-- RECORD EXCERPTS follows --
use super::decompress;
use crate::proc;
use async_trait::async_trait;
use pkgbuilderd_common::errors::*;
use pkgbuilderd_common::PkgRef;
use std::collections::BTreeSet;
use std::io::Read;
use std::path::{Path, PathBuf};
use std::time::Duration;
use tar::{Archive, EntryType};

const INDEX_TOOL_TIMEOUT: u64 = 10 * 60;
const LOCK_MESSAGE: &str = "Failed to acquire lockfile";

#[derive(Debug, thiserror::Error)]
pub enum IndexError {
    #[error("Index is locked by another process")]
    Locked,
    #[error("Index update failed: {0}")]
    Failed(String),
}

/// Reads and mutates the binary package index of one repository directory.
#[async_trait]
pub trait IndexTool: Send + Sync {
    /// Every entry of the index, an index that does not exist yet is empty.
    async fn read(&self, db: &Path) -> Result<BTreeSet<PkgRef>>;

    /// Add a package file, replacing older entries of the same name.
    async fn add(&self, db: &Path, file: &Path) -> Result<(), IndexError>;

    async fn remove(&self, db: &Path, pkgname: &str) -> Result<(), IndexError>;
}

#[derive(Debug, Default)]
struct DescFields {
    name: Option<String>,
    version: Option<String>,
    arch: Option<String>,
}

fn parse_desc(content: &str) -> Result<PkgRef> {
    let mut pkg = DescFields::default();

    let mut iter = content.split('\n');
    while let Some(key) = iter.next() {
        let mut values = Vec::new();
        for value in iter.by_ref() {
            if value.is_empty() {
                break;
            }
            values.push(value.to_string());
        }

        let value = values.into_iter().next();
        match key {
            "%NAME%" => pkg.name = value,
            "%VERSION%" => pkg.version = value,
            "%ARCH%" => pkg.arch = value,
            _ => (),
        }
    }

    Ok(PkgRef {
        name: pkg.name.context("Missing name field")?,
        version: pkg.version.context("Missing version field")?,
        arch: pkg.arch.context("Missing arch field")?,
    })
}

/// Extract `name|version|arch` of every `desc` entry of an alpm database.
pub fn parse_db(bytes: &[u8]) -> Result<BTreeSet<PkgRef>> {
    let mut archive = Archive::new(decompress::open(bytes)?);

    let mut pkgs = BTreeSet::new();
    for entry in archive.entries()? {
        let mut entry = entry?;
        if entry.header().entry_type() != EntryType::Regular {
            continue;
        }
        let is_desc = entry.path()?
            .file_name()
            .map(|n| n == "desc")
            .unwrap_or(false);
        if !is_desc {
            continue;
        }

        let mut content = String::new();
        entry.read_to_string(&mut content)?;
        pkgs.insert(parse_desc(&content)?);
    }

    Ok(pkgs)
}

/// `repo-add`/`repo-remove` from pacman.
#[derive(Debug, Clone)]
pub struct RepoAddTool {
    repo_add: PathBuf,
    repo_remove: PathBuf,
}

impl Default for RepoAddTool {
    fn default() -> RepoAddTool {
        RepoAddTool {
            repo_add: PathBuf::from("repo-add"),
            repo_remove: PathBuf::from("repo-remove"),
        }
    }
}

impl RepoAddTool {
    async fn exec(&self, bin: &Path, args: &[&Path], cwd: Option<&Path>) -> Result<(), IndexError> {
        let mut opts = proc::Options::new(Duration::from_secs(INDEX_TOOL_TIMEOUT));
        if let Some(cwd) = cwd {
            opts = opts.cwd(cwd);
        }
        let (success, output) = proc::run_capture(bin, args, opts).await
            .map_err(|err| IndexError::Failed(format!("{:#}", err)))?;

        if success {
            Ok(())
        } else if output.contains(LOCK_MESSAGE) {
            Err(IndexError::Locked)
        } else {
            Err(IndexError::Failed(output.trim().to_string()))
        }
    }
}

#[async_trait]
impl IndexTool for RepoAddTool {
    async fn read(&self, db: &Path) -> Result<BTreeSet<PkgRef>> {
        let bytes = match tokio::fs::read(db).await {
            Ok(bytes) => bytes,
            Err(err) if err.kind() == std::io::ErrorKind::NotFound => {
                debug!("Index {:?} does not exist yet", db);
                return Ok(BTreeSet::new());
            }
            Err(err) => return Err(err).with_context(|| anyhow!("Failed to read index: {:?}", db)),
        };
        parse_db(&bytes).with_context(|| anyhow!("Failed to parse index: {:?}", db))
    }

    async fn add(&self, db: &Path, file: &Path) -> Result<(), IndexError> {
        let cwd = db.parent();
        self.exec(&self.repo_add, &[Path::new("-R"), db, file], cwd).await
    }

    async fn remove(&self, db: &Path, pkgname: &str) -> Result<(), IndexError> {
        let cwd = db.parent();
        self.exec(&self.repo_remove, &[db, Path::new(pkgname)], cwd).await
    }
}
-- RECORD EXCERPTS concluded --
▸ YOUR ASSIGNMENT
Go through the listing above and copy each line that contains "does".

▸ SOLVED EXERCISE
    /// Every entry of the index, an index that does not exist yet is empty.
                debug!("Index {:?} does not exist yet", db);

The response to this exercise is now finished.